↓↓↓

pub mod classify;
pub mod convert;
pub mod sheets;

use clap::{Parser, Subcommand};

#[derive(Parser)]
#[command(
    name = "promoforge",
    about = "Convert supplier promo workbooks into Matrixify import files."
)]
pub struct Cli {
    #[command(subcommand)]
    pub command: Commands,
}

#[derive(Subcommand)]
pub enum Commands {
    /// Convert a promo workbook into the three Matrixify files.
    Convert {
        /// Path to the supplier promo workbook (.xlsx)
        file: String,
        /// Directory to create the run folder in (default: current directory)
        #[arg(long = "output-dir")]
        output_dir: Option<String>,
        /// Print the reconciliation report as JSON
        #[arg(long)]
        json: bool,
    },
    /// Classify one promo description and show the derived fields.
    Classify {
        /// Promo description text, e.g. '$75 Cash Back'
        text: String,
    },
    /// List workbook sheets with eligibility and row counts.
    Sheets {
        /// Path to the workbook (.xlsx)
        file: String,
    },
}
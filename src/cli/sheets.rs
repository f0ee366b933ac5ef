use std::path::Path;

use comfy_table::{Cell, Table};

use crate::error::Result;
use crate::fmt;
use crate::ingest;
use crate::period::parse_promo_period;
use crate::workbook;

pub fn run(file: &str) -> Result<()> {
    let sheets = workbook::read_workbook(Path::new(file))?;

    let mut table = Table::new();
    table.set_header(vec!["Sheet", "Eligible", "Rows with SKU", "First Period"]);
    for sheet in &sheets {
        let eligible = sheet.has_columns(ingest::REQUIRED_COLUMNS);
        let sku_rows: Vec<usize> = (0..sheet.rows.len())
            .filter(|&row| sheet.cell(row, ingest::COL_SKU).is_some())
            .collect();
        let first_period = sku_rows
            .first()
            .and_then(|&row| sheet.cell(row, ingest::COL_PERIOD))
            .map(parse_promo_period);
        table.add_row(vec![
            Cell::new(&sheet.name),
            Cell::new(if eligible { "yes" } else { "no" }),
            Cell::new(sku_rows.len()),
            Cell::new(
                first_period
                    .map(|p| fmt::period(&p))
                    .unwrap_or_default(),
            ),
        ]);
    }
    println!("Sheets\n{table}");
    Ok(())
}
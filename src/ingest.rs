use crate::classify::classify;
use crate::models::{CandidateRow, ProvenanceSummary, SheetTable};
use crate::period::parse_promo_period;

pub const COL_SKU: &str = "BJC Code";
pub const COL_PROMO: &str = "Consumer Promo";
pub const COL_PERIOD: &str = "Promotion Period";

/// A sheet must carry at least these columns to be ingested at all.
pub const REQUIRED_COLUMNS: &[&str] = &[COL_SKU, COL_PROMO, COL_PERIOD];

const SLUG_BASE: i64 = 2000;

pub struct IngestResult {
    pub candidates: Vec<CandidateRow>,
    pub provenance: Vec<ProvenanceSummary>,
}

/// Filter the incoming sheets against the column contract and emit one
/// candidate per valid row plus one provenance summary per contributing
/// sheet.
///
/// Sheets missing required columns are skipped silently, as are rows with no
/// SKU. Slugs are assigned from each sheet's position among ALL sheets,
/// counting the skipped ones, so adding an ineligible sheet ahead of an
/// eligible one still shifts the eligible sheet's slug.
pub fn ingest_sheets(sheets: &[SheetTable]) -> IngestResult {
    let mut candidates = Vec::new();
    let mut provenance = Vec::new();

    for (sheet_idx, sheet) in sheets.iter().enumerate() {
        if !sheet.has_columns(REQUIRED_COLUMNS) {
            continue;
        }
        let surviving: Vec<usize> = (0..sheet.rows.len())
            .filter(|&row| sheet.cell(row, COL_SKU).is_some())
            .collect();
        if surviving.is_empty() {
            continue;
        }

        // The first surviving row's period stands in for the whole sheet;
        // later rows' period text is never parsed.
        let period = parse_promo_period(sheet.cell(surviving[0], COL_PERIOD).unwrap_or(""));

        provenance.push(ProvenanceSummary {
            promo_name: sheet.name.clone(),
            source_count: surviving.len(),
            period,
        });

        let slug = SLUG_BASE + sheet_idx as i64;
        for &row in &surviving {
            let Some(sku) = sheet.cell(row, COL_SKU) else {
                continue;
            };
            candidates.push(CandidateRow {
                sku: sku.to_string(),
                promo_name: sheet.name.clone(),
                slug,
                period,
                promo: classify(sheet.cell(row, COL_PROMO).unwrap_or("")),
            });
        }
    }

    IngestResult {
        candidates,
        provenance,
    }
}

#[cfg(test)]
mod tests {
    use super::*;
    use crate::models::PromoKind;
    use chrono::NaiveDate;

    fn sheet(name: &str, headers: &[&str], rows: &[&[Option<&str>]]) -> SheetTable {
        SheetTable {
            name: name.to_string(),
            headers: headers.iter().map(|h| h.to_string()).collect(),
            rows: rows
                .iter()
                .map(|r| r.iter().map(|c| c.map(str::to_string)).collect())
                .collect(),
        }
    }

    const HEADERS: &[&str] = &["BJC Code", "Consumer Promo", "Promotion Period"];

    #[test]
    fn test_basic_sheet() {
        let sheets = vec![sheet(
            "PromoA",
            HEADERS,
            &[
                &[Some("BJC1"), Some("$75 Cash Back"), Some("From 01/03/2026 - 31/03/2026")],
                &[Some("BJC2"), Some("Save 30%"), Some("From 01/03/2026 - 31/03/2026")],
            ],
        )];
        let result = ingest_sheets(&sheets);
        assert_eq!(result.provenance.len(), 1);
        assert_eq!(result.provenance[0].promo_name, "PromoA");
        assert_eq!(result.provenance[0].source_count, 2);
        assert_eq!(
            result.provenance[0].period.start,
            NaiveDate::from_ymd_opt(2026, 3, 1)
        );
        assert_eq!(result.candidates.len(), 2);
        assert_eq!(result.candidates[0].sku, "BJC1");
        assert_eq!(result.candidates[0].promo.kind, PromoKind::CashBack);
        assert_eq!(result.candidates[1].promo.kind, PromoKind::Percentage);
        assert_eq!(result.candidates[0].slug, 2000);
    }

    #[test]
    fn test_sheet_missing_required_column_is_skipped() {
        let sheets = vec![sheet(
            "NoPeriod",
            &["BJC Code", "Consumer Promo"],
            &[&[Some("BJC1"), Some("$75 Cash Back")]],
        )];
        let result = ingest_sheets(&sheets);
        assert!(result.provenance.is_empty());
        assert!(result.candidates.is_empty());
    }

    #[test]
    fn test_rows_without_sku_are_dropped() {
        let sheets = vec![sheet(
            "PromoA",
            HEADERS,
            &[
                &[Some("BJC1"), Some("$75 Cash Back"), Some("1/3/2026 - 31/3/2026")],
                &[None, Some("$75 Cash Back"), Some("1/3/2026 - 31/3/2026")],
                &[Some("  "), Some("$75 Cash Back"), Some("1/3/2026 - 31/3/2026")],
                &[Some("BJC4"), Some("$75 Cash Back"), Some("1/3/2026 - 31/3/2026")],
            ],
        )];
        let result = ingest_sheets(&sheets);
        assert_eq!(result.provenance[0].source_count, 2);
        let skus: Vec<&str> = result.candidates.iter().map(|c| c.sku.as_str()).collect();
        assert_eq!(skus, vec!["BJC1", "BJC4"]);
    }

    #[test]
    fn test_sheet_with_no_surviving_rows_contributes_nothing() {
        let sheets = vec![sheet(
            "AllBlank",
            HEADERS,
            &[&[None, Some("$75 Cash Back"), Some("1/3/2026 - 31/3/2026")]],
        )];
        let result = ingest_sheets(&sheets);
        assert!(result.provenance.is_empty());
        assert!(result.candidates.is_empty());
    }

    #[test]
    fn test_slug_counts_skipped_sheets() {
        let sheets = vec![
            sheet("Notes", &["Whatever"], &[&[Some("x")]]),
            sheet(
                "PromoB",
                HEADERS,
                &[&[Some("BJC1"), Some("$75 Cash Back"), Some("1/3/2026 - 31/3/2026")]],
            ),
        ];
        let result = ingest_sheets(&sheets);
        assert_eq!(result.candidates.len(), 1);
        assert_eq!(result.candidates[0].slug, 2001);
    }

    #[test]
    fn test_first_row_period_is_reused_for_every_row() {
        let sheets = vec![sheet(
            "PromoA",
            HEADERS,
            &[
                &[Some("BJC1"), Some("$75 Cash Back"), Some("1/3/2026 - 31/3/2026")],
                &[Some("BJC2"), Some("$75 Cash Back"), Some("1/4/2026 - 30/4/2026")],
            ],
        )];
        let result = ingest_sheets(&sheets);
        let march = NaiveDate::from_ymd_opt(2026, 3, 1);
        assert_eq!(result.candidates[0].period.start, march);
        assert_eq!(result.candidates[1].period.start, march);
        assert_eq!(result.provenance[0].period.start, march);
    }

    #[test]
    fn test_unparsable_first_period_yields_null_dates() {
        let sheets = vec![sheet(
            "PromoA",
            HEADERS,
            &[&[Some("BJC1"), Some("$75 Cash Back"), Some("TBC")]],
        )];
        let result = ingest_sheets(&sheets);
        assert!(result.provenance[0].period.is_none());
        assert!(result.candidates[0].period.is_none());
    }

    #[test]
    fn test_extra_columns_are_ignored() {
        let sheets = vec![sheet(
            "PromoA",
            &["Supplier", "BJC Code", "Consumer Promo", "Promotion Period"],
            &[&[Some("Acme"), Some("BJC1"), Some("Save 30%"), Some("1/3/2026 - 31/3/2026")]],
        )];
        let result = ingest_sheets(&sheets);
        assert_eq!(result.candidates.len(), 1);
        assert_eq!(result.candidates[0].sku, "BJC1");
    }
}
use crate::classify::classify;
use crate::error::Result;
use crate::metafields;

pub fn run(text: &str) -> Result<()> {
    let promo = classify(text);
    println!("Kind:           {}", promo.kind.label());
    println!("Dollar value:   {}", promo.dollar_value);
    println!("Percent value:  {}", promo.percent_value);
    println!("Display text:   {}", promo.display_text);
    println!("Buy3Get1 flag:  {}", metafields::buy3get1_flag(&promo));
    println!("Promo details:  {}", metafields::promo_details(&promo));
    println!(
        "Filter:         {}",
        metafields::filter_promotion(&promo.display_text)
    );
    Ok(())
}
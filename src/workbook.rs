use std::path::Path;

use calamine::{Data, Range, Reader};
use rust_xlsxwriter::{Workbook, Worksheet};

use crate::error::{PromoError, Result};
use crate::models::SheetTable;
use crate::output::{OutputCell, OutputTable};

/// Read every sheet of a workbook into a rectangular table. The first row of
/// each sheet is taken as headers; sheets that cannot be ranged are skipped.
pub fn read_workbook(path: &Path) -> Result<Vec<SheetTable>> {
    let mut workbook = calamine::open_workbook_auto(path)
        .map_err(|e| PromoError::Workbook(format!("failed to open {}: {e}", path.display())))?;

    let names = workbook.sheet_names().to_owned();
    let mut sheets = Vec::new();
    for name in names {
        let Ok(range) = workbook.worksheet_range(&name) else {
            continue;
        };
        sheets.push(sheet_from_range(name, &range));
    }
    Ok(sheets)
}

fn sheet_from_range(name: String, range: &Range<Data>) -> SheetTable {
    let mut rows = range.rows();
    let headers = rows
        .next()
        .map(|row| {
            row.iter()
                .map(|cell| cell_value(cell).unwrap_or_default())
                .collect()
        })
        .unwrap_or_default();
    let rows = rows
        .map(|row| row.iter().map(cell_value).collect())
        .collect();
    SheetTable {
        name,
        headers,
        rows,
    }
}

fn cell_value(cell: &Data) -> Option<String> {
    let text = match cell {
        Data::Empty => return None,
        Data::String(s) => s.trim().to_string(),
        // Whole-number floats are how numeric SKU codes and counts come back
        // from Excel; render them without the trailing ".0".
        Data::Float(f) if f.fract() == 0.0 => format!("{}", *f as i64),
        other => other.to_string(),
    };
    if text.is_empty() {
        None
    } else {
        Some(text)
    }
}

/// Write one workbook with the given (sheet name, table) pairs.
pub fn write_workbook(path: &Path, sheets: &[(&str, &OutputTable)]) -> Result<()> {
    let mut workbook = Workbook::new();
    for (name, table) in sheets {
        let worksheet = workbook.add_worksheet();
        worksheet.set_name(*name)?;
        write_table(worksheet, table)?;
    }
    workbook
        .save(path)
        .map_err(|e| PromoError::Workbook(format!("failed to save {}: {e}", path.display())))?;
    Ok(())
}

fn write_table(worksheet: &mut Worksheet, table: &OutputTable) -> Result<()> {
    for (col, header) in table.headers.iter().enumerate() {
        worksheet.write_string(0, col as u16, *header)?;
    }
    for (row_idx, row) in table.rows.iter().enumerate() {
        let row_num = row_idx as u32 + 1;
        for (col_idx, cell) in row.iter().enumerate() {
            let col_num = col_idx as u16;
            match cell {
                OutputCell::Text(s) => {
                    worksheet.write_string(row_num, col_num, s)?;
                }
                OutputCell::Int(i) => {
                    worksheet.write_number(row_num, col_num, *i as f64)?;
                }
                OutputCell::Date(d) => {
                    worksheet.write_string(row_num, col_num, d.format("%Y-%m-%d").to_string())?;
                }
                OutputCell::Formula(f) => {
                    worksheet.write_formula(row_num, col_num, f.as_str())?;
                }
                OutputCell::Empty => {}
            }
        }
    }
    Ok(())
}
use std::collections::HashMap;

use crate::models::{
    CandidateRow, MatchVerdict, PromoPeriod, ProvenanceSummary, ReconciliationRow,
};

/// Cross-check source-side provenance against the derived candidate rows.
///
/// Candidates are grouped by promo name; each group's count and the period of
/// its first row form the destination side. The provenance set drives the
/// output (a left join), so a provenance row with no candidate group still
/// appears, with null destination fields and a Mismatch verdict.
pub fn reconcile(
    provenance: &[ProvenanceSummary],
    candidates: &[CandidateRow],
) -> Vec<ReconciliationRow> {
    let mut groups: HashMap<&str, (usize, PromoPeriod)> = HashMap::new();
    for candidate in candidates {
        let entry = groups
            .entry(candidate.promo_name.as_str())
            .or_insert((0, candidate.period));
        entry.0 += 1;
    }

    provenance
        .iter()
        .map(|source| {
            let dest = groups.get(source.promo_name.as_str()).copied();
            let dest_count = dest.map(|(count, _)| count);
            let dest_period = dest.map(|(_, period)| period);
            let verdict = match dest {
                Some((count, period))
                    if count == source.source_count && period == source.period =>
                {
                    MatchVerdict::Ok
                }
                _ => MatchVerdict::Mismatch,
            };
            ReconciliationRow {
                promo_name: source.promo_name.clone(),
                source_count: source.source_count,
                source_period: source.period,
                dest_count,
                dest_period,
                verdict,
            }
        })
        .collect()
}

/// Self-checking spreadsheet formula for the Check column. `index` is the
/// 0-based data row; row 1 of the sheet is the header, so data starts at 2.
/// Compares the source triple (B,C,D) against the destination triple (E,F,G)
/// so the verdict recomputes live if the cells are edited in a viewer.
pub fn check_formula(index: usize) -> String {
    let r = index + 2;
    format!("=IF(AND(B{r}=E{r},C{r}=F{r},D{r}=G{r}),\"OK\",\"Mismatch\")")
}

↑↑↑

■ **EXERCISE OBJECTIVE**: Set out exactly the run of lines that begins at the line holding "Self-checking spreadsheet formula" and ends at the last line of the data.

■ **RESPONSE**:
/// Self-checking spreadsheet formula for the Check column. `index` is the
/// 0-based data row; row 1 of the sheet is the header, so data starts at 2.
/// Compares the source triple (B,C,D) against the destination triple (E,F,G)
/// so the verdict recomputes live if the cells are edited in a viewer.
pub fn check_formula(index: usize) -> String {
    let r = index + 2;
    format!("=IF(AND(B{r}=E{r},C{r}=F{r},D{r}=G{r}),\"OK\",\"Mismatch\")")
}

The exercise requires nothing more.